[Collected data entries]

·····

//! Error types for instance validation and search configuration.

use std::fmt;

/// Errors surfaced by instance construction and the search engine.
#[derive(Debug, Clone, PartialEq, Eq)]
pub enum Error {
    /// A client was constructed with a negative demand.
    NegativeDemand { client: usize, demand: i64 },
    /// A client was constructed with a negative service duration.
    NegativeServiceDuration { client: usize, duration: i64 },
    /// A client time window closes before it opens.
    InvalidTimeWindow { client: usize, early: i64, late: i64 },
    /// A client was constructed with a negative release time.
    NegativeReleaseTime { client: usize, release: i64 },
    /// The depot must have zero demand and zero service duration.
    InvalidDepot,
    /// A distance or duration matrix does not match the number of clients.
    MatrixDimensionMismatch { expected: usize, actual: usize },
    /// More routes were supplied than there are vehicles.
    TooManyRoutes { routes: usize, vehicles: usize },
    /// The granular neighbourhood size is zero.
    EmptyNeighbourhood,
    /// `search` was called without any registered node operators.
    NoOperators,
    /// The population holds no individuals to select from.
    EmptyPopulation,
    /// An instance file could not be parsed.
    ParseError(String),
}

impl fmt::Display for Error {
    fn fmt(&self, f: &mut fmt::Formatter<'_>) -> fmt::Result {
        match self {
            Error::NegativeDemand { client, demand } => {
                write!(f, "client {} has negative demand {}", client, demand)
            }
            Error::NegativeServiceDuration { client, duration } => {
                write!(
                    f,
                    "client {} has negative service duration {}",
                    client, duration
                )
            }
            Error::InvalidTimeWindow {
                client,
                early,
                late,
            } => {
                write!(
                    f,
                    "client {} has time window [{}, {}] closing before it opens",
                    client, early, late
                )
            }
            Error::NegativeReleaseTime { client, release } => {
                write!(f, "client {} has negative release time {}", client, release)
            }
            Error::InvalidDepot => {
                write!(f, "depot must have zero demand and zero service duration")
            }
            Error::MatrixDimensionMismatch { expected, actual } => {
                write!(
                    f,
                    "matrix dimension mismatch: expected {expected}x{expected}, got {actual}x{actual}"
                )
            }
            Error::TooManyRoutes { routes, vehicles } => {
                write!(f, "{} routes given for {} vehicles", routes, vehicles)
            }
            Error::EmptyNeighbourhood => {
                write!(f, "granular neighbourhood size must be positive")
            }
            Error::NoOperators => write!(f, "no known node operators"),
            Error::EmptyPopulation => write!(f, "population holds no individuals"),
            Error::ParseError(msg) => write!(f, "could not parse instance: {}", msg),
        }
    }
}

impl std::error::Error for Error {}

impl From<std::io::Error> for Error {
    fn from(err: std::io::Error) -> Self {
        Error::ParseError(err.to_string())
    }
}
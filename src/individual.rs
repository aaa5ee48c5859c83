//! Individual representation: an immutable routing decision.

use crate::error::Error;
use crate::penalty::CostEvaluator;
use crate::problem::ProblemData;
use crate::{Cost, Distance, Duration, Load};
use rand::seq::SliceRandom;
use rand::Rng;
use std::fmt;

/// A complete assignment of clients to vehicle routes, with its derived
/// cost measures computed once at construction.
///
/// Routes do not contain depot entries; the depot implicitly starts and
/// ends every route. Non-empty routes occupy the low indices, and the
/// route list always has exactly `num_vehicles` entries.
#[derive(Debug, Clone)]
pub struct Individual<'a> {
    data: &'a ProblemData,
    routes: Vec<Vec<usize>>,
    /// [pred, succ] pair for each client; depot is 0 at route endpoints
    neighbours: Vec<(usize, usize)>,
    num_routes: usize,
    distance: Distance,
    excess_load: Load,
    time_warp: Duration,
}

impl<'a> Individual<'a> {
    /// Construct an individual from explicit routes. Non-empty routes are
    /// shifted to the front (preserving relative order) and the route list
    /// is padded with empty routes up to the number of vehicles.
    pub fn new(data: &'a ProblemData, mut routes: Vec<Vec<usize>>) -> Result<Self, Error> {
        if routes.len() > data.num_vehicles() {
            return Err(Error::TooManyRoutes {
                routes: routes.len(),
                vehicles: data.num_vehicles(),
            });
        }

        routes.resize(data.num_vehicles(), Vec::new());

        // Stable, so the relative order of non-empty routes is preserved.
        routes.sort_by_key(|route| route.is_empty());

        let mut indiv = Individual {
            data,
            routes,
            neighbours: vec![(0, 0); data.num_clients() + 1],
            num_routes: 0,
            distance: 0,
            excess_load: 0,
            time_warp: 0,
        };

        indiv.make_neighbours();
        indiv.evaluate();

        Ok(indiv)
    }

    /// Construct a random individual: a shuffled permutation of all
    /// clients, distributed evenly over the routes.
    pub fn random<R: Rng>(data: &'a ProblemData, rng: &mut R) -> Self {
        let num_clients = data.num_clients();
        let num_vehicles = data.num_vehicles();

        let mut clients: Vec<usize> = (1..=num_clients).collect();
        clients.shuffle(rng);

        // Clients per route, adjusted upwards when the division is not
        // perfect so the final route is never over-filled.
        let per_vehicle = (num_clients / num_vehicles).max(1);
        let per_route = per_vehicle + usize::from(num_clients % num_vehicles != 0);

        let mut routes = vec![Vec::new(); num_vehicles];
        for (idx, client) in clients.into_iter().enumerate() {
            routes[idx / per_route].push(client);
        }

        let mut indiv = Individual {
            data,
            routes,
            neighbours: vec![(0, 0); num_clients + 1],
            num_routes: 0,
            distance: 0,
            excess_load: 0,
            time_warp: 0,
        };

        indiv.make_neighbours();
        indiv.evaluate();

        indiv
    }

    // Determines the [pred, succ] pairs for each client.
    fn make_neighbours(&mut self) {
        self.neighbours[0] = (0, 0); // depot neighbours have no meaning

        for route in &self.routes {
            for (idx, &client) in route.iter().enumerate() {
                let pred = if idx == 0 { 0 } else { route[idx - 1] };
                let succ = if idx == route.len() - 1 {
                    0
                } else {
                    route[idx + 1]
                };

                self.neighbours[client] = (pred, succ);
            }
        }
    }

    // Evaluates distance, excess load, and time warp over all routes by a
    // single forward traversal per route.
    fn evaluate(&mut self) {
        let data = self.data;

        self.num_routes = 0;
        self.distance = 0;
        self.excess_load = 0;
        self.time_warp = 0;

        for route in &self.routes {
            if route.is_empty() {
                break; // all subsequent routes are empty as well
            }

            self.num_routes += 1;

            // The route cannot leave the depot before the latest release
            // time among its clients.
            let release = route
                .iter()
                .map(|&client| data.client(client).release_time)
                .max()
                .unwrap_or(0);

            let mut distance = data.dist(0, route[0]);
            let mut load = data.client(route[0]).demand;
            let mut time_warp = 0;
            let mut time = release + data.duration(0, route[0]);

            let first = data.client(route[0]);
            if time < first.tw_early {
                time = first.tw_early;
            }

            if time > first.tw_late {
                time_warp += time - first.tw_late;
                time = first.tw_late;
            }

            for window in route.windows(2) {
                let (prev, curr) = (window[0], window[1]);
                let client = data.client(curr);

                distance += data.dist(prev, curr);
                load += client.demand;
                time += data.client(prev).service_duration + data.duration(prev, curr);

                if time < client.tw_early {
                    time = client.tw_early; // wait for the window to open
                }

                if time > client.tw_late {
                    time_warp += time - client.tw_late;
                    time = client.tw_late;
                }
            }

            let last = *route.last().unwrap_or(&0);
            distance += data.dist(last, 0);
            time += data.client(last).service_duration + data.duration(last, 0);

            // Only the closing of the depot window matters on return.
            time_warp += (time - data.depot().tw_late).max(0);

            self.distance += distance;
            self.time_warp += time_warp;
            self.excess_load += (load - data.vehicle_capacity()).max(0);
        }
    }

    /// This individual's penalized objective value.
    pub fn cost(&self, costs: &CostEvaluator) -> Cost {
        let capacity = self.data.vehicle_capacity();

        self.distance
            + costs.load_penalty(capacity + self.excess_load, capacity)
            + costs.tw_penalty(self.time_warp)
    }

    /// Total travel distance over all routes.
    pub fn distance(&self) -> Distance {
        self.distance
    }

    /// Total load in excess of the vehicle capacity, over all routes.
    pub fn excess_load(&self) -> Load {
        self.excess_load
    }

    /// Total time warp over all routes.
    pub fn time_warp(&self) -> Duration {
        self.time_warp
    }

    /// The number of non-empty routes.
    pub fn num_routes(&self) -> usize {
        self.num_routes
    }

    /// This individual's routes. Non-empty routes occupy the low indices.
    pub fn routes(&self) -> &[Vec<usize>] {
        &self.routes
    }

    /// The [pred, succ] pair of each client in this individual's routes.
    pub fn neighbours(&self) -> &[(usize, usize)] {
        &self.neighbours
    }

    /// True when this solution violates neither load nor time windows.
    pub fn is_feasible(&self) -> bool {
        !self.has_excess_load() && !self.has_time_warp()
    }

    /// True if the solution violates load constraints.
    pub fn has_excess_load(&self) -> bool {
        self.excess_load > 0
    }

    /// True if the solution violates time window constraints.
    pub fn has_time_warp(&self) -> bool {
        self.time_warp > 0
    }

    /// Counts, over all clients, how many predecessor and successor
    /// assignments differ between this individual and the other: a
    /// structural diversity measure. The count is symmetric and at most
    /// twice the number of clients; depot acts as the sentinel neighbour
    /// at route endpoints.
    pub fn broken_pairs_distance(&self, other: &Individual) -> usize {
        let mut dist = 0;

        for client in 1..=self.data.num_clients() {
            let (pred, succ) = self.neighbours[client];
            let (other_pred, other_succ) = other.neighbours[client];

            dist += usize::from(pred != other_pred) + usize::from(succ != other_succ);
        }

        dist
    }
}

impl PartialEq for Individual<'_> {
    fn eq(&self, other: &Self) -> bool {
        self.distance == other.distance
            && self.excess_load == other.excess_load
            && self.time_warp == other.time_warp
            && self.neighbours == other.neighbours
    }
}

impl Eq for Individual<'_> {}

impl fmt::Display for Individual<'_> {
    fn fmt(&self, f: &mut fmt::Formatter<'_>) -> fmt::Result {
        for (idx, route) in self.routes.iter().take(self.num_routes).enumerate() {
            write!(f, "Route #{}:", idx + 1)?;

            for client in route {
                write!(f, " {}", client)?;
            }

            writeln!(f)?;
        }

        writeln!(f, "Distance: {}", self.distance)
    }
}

·····

**Task statement:** Where in the entries above does the word "demand" appear? Copy each line that has it.

**Expected answer:**
    /// A client was constructed with a negative demand.
    NegativeDemand { client: usize, demand: i64 },
    /// The depot must have zero demand and zero service duration.
            Error::NegativeDemand { client, demand } => {
                write!(f, "client {} has negative demand {}", client, demand)
                write!(f, "depot must have zero demand and zero service duration")
            let mut load = data.client(route[0]).demand;
                load += client.demand;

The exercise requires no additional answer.